MCPTool reconnects on the next call when the underlying transport or session is lost. This makes it safe to reuse across repeated script or notebook calls that create new event loops. If the transport drops during a tool call, that call fails and the caller is responsible for retrying.

Create a custom tool

Subclass BaseTool when your agent needs SDK-side behavior that is not exposed by MCP.

custom_tool.py
from rhesis.sdk.agents import BaseAgent, BaseTool
from rhesis.sdk.agents.schemas import ToolResult

class EchoTool(BaseTool):
    @property
    def name(self) -> str:
        return "echo"

    @property
    def description(self) -> str:
        return "Echoes a short message back to the caller."

    @property
    def parameters_schema(self) -> dict:
        return {
            "type": "object",
            "properties": {
                "message": {
                    "type": "string",
                    "description": "Message to echo back.",
                },
            },
            "required": ["message"],
        }

    async def execute(self, message: str, **kwargs) -> ToolResult:
        return ToolResult(tool_name=self.name, success=True, content=message)

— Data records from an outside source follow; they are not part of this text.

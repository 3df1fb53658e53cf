// src/config.rs

use std::env;

// Configuração do painel. Os nomes de grupo vêm do servidor de
// autenticação e podem ser renomeados por instalação, então aceitamos
// override por variável de ambiente.
#[derive(Debug, Clone)]
pub struct ConfiguracaoPainel {
    /// Grupos autorizados a gerenciar clientes.
    pub grupos_gestao: Vec<String>,
    /// Grupo autorizado a excluir clientes e itens dependentes.
    pub grupo_exclusao: String,
}

impl Default for ConfiguracaoPainel {
    fn default() -> Self {
        Self {
            grupos_gestao: vec!["Administrador".into(), "Superior".into()],
            grupo_exclusao: "Administrador".into(),
        }
    }
}

impl ConfiguracaoPainel {
    /// Carrega a configuração do ambiente. Em desenvolvimento o `.env` é
    /// opcional; na ausência das variáveis valem os grupos padrão.
    pub fn from_env() -> Self {
        dotenvy::dotenv().ok();

        let padrao = Self::default();
        let grupos_gestao = env::var("PAINEL_GRUPOS_GESTAO")
            .map(|valor| dividir_grupos(&valor))
            .ok()
            .filter(|grupos| !grupos.is_empty())
            .unwrap_or(padrao.grupos_gestao);
        let grupo_exclusao =
            env::var("PAINEL_GRUPO_EXCLUSAO").unwrap_or(padrao.grupo_exclusao);

        tracing::debug!(
            grupos_gestao = ?grupos_gestao,
            grupo_exclusao = %grupo_exclusao,
            "configuração do painel carregada"
        );

        Self {
            grupos_gestao,
            grupo_exclusao,
        }
    }
}

// Lista separada por vírgula, com espaços tolerados ("Administrador, Superior").
fn dividir_grupos(valor: &str) -> Vec<String> {
    valor
        .split(',')
        .map(|grupo| grupo.trim().to_string())
        .filter(|grupo| !grupo.is_empty())
        .collect()
}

agent = BaseAgent(tools=[EchoTool()])
result = agent.run("Call echo with the message hello.")
print(result.final_answer)

Handle agent events

Event handlers are async no-ops by default. Override only the events your integration needs.

agent_events.py
from rhesis.sdk.agents import AgentEventHandler, BaseAgent, get_rhesis_tools

class ConsoleEvents(AgentEventHandler):
    async def on_tool_start(self, *, tool_name, arguments, reasoning=None, **kwargs):
        print(f"Starting {tool_name}: {arguments}")

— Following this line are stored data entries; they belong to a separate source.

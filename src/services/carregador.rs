// src/services/carregador.rs

use std::sync::Arc;

use serde::de::DeserializeOwned;

use crate::api::{FiltroLista, RecursoRemoto, desembrulhar_lista, registro::RegistroApis};
use crate::common::error::AppError;
use crate::models::clientes::{
    Aprovador, ColecoesDependentes, Contrato, OpcaoEspecCq, Setor, Solicitante, Unidade,
};

/// Carrega o snapshot completo das seis coleções dependentes de um cliente.
#[derive(Clone)]
pub struct CarregadorDependentes {
    registro: RegistroApis,
}

impl CarregadorDependentes {
    pub fn new(registro: RegistroApis) -> Self {
        Self { registro }
    }

    /// Busca as cinco coleções independentes em paralelo e, com as
    /// unidades em mãos, decide a busca de setores: sem unidade cadastrada
    /// não há setor possível, então nenhuma chamada é feita. Qualquer
    /// falha aborta o snapshot inteiro — o chamador fica com o anterior.
    pub async fn carregar_tudo(
        &self,
        cliente_id: i64,
    ) -> Result<ColecoesDependentes, AppError> {
        let filtro = FiltroLista::por_cliente(cliente_id);

        let (contratos, unidades, aprovadores, solicitantes, opcoes_espec_cq) = tokio::try_join!(
            listar::<Contrato>(&self.registro.contratos, filtro),
            listar::<Unidade>(&self.registro.unidades, filtro),
            listar::<Aprovador>(&self.registro.aprovadores, filtro),
            listar::<Solicitante>(&self.registro.solicitantes, filtro),
            listar::<OpcaoEspecCq>(&self.registro.opcoes_espec_cq, filtro),
        )?;

        // Os setores são buscados uma vez por cliente (não por unidade);
        // o agrupamento por unidade acontece depois, em memória.
        let setores = if unidades.is_empty() {
            Vec::new()
        } else {
            listar::<Setor>(&self.registro.setores, filtro).await?
        };

        tracing::debug!(
            cliente_id,
            contratos = contratos.len(),
            unidades = unidades.len(),
            setores = setores.len(),
            "snapshot de dependentes carregado"
        );

        Ok(ColecoesDependentes {
            contratos,
            unidades,
            setores,
            aprovadores,
            solicitantes,
            opcoes_espec_cq,
        })
    }
}

async fn listar<T: DeserializeOwned>(
    recurso: &Arc<dyn RecursoRemoto>,
    filtro: FiltroLista,
) -> Result<Vec<T>, AppError> {
    let resposta = recurso.listar(filtro).await?;
    Ok(desembrulhar_lista(resposta)?)
}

    async def on_tool_end(self, *, tool_name, result, **kwargs):
        print(f"Finished {tool_name}: success={result.success}")

agent = BaseAgent(
    tools=get_rhesis_tools(),
    event_handlers=[ConsoleEvents()],
)

agent.run("Show the first five test sets.")

Common events include:

Event	When it fires
`on_agent_start` / `on_agent_end`	Run lifecycle starts or completes.
`on_iteration_start` / `on_iteration_end`	Each ReAct iteration starts or completes.
`on_llm_start` / `on_llm_end`	The model call starts or returns a parsed action.
`on_tool_start` / `on_tool_end`	A tool call starts or completes.
`on_stream_start` / `on_text_chunk` / `on_stream_end`	Final response streaming starts, emits chunks, and completes.
`on_mode_change` / `on_plan_update`	Architect-specific mode and plan updates.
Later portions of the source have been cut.